> Problem description: The stretch wanted below opens at the line containing "let d2 = tp_uniform(0.0, 3.0, 12.0, 0.5).unwrap();" and closes at the line containing "bound leaves room". Please return it exactly, with no other lines.

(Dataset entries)
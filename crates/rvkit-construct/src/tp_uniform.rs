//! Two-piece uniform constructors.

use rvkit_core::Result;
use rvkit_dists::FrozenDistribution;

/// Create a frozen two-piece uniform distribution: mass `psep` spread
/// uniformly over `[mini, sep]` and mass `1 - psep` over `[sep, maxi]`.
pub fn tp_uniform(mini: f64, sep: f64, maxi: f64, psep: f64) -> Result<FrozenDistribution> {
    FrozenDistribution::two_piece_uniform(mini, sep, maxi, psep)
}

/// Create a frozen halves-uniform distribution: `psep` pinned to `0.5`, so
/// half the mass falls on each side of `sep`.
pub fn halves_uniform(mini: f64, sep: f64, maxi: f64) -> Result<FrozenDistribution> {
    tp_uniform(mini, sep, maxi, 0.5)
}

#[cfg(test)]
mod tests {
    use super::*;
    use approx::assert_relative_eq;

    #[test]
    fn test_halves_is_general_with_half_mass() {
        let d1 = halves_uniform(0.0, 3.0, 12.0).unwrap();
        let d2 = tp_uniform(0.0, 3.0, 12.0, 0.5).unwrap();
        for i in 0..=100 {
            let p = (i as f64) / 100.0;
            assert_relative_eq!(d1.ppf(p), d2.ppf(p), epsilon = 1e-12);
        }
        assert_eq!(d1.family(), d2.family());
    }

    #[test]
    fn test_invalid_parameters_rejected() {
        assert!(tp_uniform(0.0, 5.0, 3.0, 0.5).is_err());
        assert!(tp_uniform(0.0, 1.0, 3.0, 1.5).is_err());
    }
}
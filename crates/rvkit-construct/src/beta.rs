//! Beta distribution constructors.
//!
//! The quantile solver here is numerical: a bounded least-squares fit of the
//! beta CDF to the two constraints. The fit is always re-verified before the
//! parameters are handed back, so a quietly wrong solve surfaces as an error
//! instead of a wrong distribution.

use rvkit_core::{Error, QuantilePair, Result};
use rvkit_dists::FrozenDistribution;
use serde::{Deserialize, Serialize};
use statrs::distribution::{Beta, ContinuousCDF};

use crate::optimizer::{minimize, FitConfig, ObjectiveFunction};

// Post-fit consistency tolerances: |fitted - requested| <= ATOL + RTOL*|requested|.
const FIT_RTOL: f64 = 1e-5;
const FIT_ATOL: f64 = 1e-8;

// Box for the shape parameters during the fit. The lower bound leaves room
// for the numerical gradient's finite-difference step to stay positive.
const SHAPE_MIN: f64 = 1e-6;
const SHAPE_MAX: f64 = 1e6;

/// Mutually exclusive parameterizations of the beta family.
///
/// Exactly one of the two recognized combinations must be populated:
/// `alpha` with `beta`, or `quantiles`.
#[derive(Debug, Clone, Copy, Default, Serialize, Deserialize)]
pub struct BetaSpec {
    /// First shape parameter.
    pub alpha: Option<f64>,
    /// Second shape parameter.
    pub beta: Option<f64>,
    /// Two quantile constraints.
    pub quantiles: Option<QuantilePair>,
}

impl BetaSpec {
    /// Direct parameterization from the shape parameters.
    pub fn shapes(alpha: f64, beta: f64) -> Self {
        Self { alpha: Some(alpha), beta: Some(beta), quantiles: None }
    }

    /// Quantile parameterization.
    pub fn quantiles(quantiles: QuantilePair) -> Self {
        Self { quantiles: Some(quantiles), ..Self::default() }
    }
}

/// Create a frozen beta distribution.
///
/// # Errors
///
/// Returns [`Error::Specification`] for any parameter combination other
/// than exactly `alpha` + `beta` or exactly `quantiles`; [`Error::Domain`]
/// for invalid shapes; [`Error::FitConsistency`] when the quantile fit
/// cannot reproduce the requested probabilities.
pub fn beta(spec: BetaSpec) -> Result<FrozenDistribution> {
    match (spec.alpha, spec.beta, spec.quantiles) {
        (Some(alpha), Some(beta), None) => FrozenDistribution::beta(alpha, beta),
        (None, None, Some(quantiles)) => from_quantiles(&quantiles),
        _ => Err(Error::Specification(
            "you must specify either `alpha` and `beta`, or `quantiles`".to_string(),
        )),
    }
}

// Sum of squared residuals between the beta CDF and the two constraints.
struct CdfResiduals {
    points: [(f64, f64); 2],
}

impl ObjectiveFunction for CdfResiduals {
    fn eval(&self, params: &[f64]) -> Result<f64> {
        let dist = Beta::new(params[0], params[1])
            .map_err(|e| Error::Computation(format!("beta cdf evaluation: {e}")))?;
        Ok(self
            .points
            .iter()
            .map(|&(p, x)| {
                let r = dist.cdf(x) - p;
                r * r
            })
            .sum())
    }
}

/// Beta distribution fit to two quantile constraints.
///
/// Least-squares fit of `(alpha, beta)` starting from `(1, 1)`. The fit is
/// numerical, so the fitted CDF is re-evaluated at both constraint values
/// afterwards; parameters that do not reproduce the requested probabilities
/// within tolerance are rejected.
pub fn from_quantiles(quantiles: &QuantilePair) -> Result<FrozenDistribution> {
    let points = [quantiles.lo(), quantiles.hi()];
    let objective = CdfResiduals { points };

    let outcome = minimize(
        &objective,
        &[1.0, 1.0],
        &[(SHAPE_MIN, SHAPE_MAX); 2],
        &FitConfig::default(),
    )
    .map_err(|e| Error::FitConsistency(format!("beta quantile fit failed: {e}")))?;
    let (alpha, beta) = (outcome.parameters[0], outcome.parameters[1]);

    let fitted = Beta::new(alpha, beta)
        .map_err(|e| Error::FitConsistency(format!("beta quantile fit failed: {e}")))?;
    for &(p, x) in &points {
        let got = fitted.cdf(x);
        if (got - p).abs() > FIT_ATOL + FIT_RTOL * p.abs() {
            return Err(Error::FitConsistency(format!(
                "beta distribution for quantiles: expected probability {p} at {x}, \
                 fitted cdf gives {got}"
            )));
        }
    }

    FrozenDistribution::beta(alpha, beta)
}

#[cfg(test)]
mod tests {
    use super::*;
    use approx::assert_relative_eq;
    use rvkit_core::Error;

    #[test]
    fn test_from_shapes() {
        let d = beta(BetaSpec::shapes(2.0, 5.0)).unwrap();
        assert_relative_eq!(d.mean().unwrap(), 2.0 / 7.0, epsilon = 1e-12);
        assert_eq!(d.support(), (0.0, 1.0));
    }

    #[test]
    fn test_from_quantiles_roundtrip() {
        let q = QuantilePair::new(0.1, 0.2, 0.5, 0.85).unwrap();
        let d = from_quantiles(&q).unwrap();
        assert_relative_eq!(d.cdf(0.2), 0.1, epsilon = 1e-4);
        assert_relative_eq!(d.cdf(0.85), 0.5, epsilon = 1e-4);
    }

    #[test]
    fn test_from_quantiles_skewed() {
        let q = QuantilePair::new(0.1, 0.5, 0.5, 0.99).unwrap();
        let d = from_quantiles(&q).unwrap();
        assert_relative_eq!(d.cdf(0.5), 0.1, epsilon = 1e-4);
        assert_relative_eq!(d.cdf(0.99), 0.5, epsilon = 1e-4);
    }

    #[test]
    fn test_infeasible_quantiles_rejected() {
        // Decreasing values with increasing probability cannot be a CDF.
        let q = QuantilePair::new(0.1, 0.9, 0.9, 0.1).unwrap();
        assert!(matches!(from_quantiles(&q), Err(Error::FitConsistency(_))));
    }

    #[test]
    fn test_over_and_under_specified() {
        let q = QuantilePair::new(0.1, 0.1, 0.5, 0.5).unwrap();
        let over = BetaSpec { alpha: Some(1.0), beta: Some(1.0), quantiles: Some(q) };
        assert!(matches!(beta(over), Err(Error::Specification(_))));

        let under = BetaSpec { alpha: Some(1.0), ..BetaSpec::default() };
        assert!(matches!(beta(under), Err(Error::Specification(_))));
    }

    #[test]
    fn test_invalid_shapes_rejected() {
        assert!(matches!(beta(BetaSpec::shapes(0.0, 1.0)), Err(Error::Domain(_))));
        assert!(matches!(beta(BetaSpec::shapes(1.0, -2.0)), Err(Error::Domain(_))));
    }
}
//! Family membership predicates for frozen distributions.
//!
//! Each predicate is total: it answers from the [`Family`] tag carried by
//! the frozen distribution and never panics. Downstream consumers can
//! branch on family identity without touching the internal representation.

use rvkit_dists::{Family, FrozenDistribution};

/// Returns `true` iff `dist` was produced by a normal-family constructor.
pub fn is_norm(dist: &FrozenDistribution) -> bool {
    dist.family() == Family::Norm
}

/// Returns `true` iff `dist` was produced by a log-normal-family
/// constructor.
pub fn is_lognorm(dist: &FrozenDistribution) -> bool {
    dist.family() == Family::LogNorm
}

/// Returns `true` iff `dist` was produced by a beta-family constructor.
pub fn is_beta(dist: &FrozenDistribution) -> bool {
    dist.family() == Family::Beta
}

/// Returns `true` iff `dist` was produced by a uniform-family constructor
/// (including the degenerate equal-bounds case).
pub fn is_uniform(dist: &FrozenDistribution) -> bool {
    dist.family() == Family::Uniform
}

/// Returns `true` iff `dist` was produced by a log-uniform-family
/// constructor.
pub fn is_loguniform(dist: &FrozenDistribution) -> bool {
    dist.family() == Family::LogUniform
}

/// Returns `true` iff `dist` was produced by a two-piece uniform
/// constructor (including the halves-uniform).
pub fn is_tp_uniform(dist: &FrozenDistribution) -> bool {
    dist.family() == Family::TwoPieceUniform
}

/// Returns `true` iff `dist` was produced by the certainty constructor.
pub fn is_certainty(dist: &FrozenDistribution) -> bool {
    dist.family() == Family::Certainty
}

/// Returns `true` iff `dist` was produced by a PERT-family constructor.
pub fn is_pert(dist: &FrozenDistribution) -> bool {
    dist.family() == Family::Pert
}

> Task answer:
        let d2 = tp_uniform(0.0, 3.0, 12.0, 0.5).unwrap();
        for i in 0..=100 {
            let p = (i as f64) / 100.0;
            assert_relative_eq!(d1.ppf(p), d2.ppf(p), epsilon = 1e-12);
        }
        assert_eq!(d1.family(), d2.family());
    }

    #[test]
    fn test_invalid_parameters_rejected() {
        assert!(tp_uniform(0.0, 5.0, 3.0, 0.5).is_err());
        assert!(tp_uniform(0.0, 1.0, 3.0, 1.5).is_err());
    }
}
filename crates/rvkit-construct/src/beta.rs
//! Beta distribution constructors.
//!
//! The quantile solver here is numerical: a bounded least-squares fit of the
//! beta CDF to the two constraints. The fit is always re-verified before the
//! parameters are handed back, so a quietly wrong solve surfaces as an error
//! instead of a wrong distribution.

use rvkit_core::{Error, QuantilePair, Result};
use rvkit_dists::FrozenDistribution;
use serde::{Deserialize, Serialize};
use statrs::distribution::{Beta, ContinuousCDF};

use crate::optimizer::{minimize, FitConfig, ObjectiveFunction};

// Post-fit consistency tolerances: |fitted - requested| <= ATOL + RTOL*|requested|.
const FIT_RTOL: f64 = 1e-5;
const FIT_ATOL: f64 = 1e-8;

// Box for the shape parameters during the fit. The lower bound leaves room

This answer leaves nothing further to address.